● What the task asks
Each line of the listing below that includes "paint" must be copied.
──────── Data to use ────────
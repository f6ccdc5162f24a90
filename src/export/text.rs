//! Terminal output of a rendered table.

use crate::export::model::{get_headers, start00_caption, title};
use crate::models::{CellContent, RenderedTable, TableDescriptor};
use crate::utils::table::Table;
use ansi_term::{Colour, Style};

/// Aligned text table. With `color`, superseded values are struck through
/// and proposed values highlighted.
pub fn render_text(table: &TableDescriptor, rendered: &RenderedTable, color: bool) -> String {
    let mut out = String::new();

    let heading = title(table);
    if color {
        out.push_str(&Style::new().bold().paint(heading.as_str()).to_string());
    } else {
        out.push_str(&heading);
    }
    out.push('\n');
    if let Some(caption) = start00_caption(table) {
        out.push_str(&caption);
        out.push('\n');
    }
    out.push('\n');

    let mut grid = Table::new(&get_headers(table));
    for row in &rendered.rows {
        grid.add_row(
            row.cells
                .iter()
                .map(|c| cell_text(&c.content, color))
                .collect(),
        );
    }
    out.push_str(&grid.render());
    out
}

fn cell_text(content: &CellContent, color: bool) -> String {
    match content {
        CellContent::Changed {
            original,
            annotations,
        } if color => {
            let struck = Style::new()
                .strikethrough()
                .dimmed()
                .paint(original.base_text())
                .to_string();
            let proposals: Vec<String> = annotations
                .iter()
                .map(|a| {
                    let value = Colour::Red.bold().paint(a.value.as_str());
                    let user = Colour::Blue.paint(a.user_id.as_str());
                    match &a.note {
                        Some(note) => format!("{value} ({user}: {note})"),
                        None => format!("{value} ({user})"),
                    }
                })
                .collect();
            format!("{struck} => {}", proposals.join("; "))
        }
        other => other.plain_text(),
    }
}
────────
──────── Data to use ────────
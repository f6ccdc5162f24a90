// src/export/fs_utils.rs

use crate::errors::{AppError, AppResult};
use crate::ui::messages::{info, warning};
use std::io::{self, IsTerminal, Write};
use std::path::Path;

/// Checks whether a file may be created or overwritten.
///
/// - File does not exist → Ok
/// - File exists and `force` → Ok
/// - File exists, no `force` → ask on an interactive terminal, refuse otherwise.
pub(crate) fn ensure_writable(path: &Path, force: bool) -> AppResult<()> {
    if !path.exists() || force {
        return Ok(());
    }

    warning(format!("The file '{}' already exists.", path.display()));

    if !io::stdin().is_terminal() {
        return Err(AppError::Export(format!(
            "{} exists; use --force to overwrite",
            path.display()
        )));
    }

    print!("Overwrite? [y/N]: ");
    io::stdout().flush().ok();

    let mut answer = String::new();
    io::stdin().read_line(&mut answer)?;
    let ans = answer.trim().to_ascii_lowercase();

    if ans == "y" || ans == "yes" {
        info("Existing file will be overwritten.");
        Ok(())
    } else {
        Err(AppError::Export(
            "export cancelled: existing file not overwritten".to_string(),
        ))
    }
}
────────
● Answer section
        out.push_str(&Style::new().bold().paint(heading.as_str()).to_string());
                .paint(original.base_text())
                    let value = Colour::Red.bold().paint(a.value.as_str());
                    let user = Colour::Blue.paint(a.user_id.as_str());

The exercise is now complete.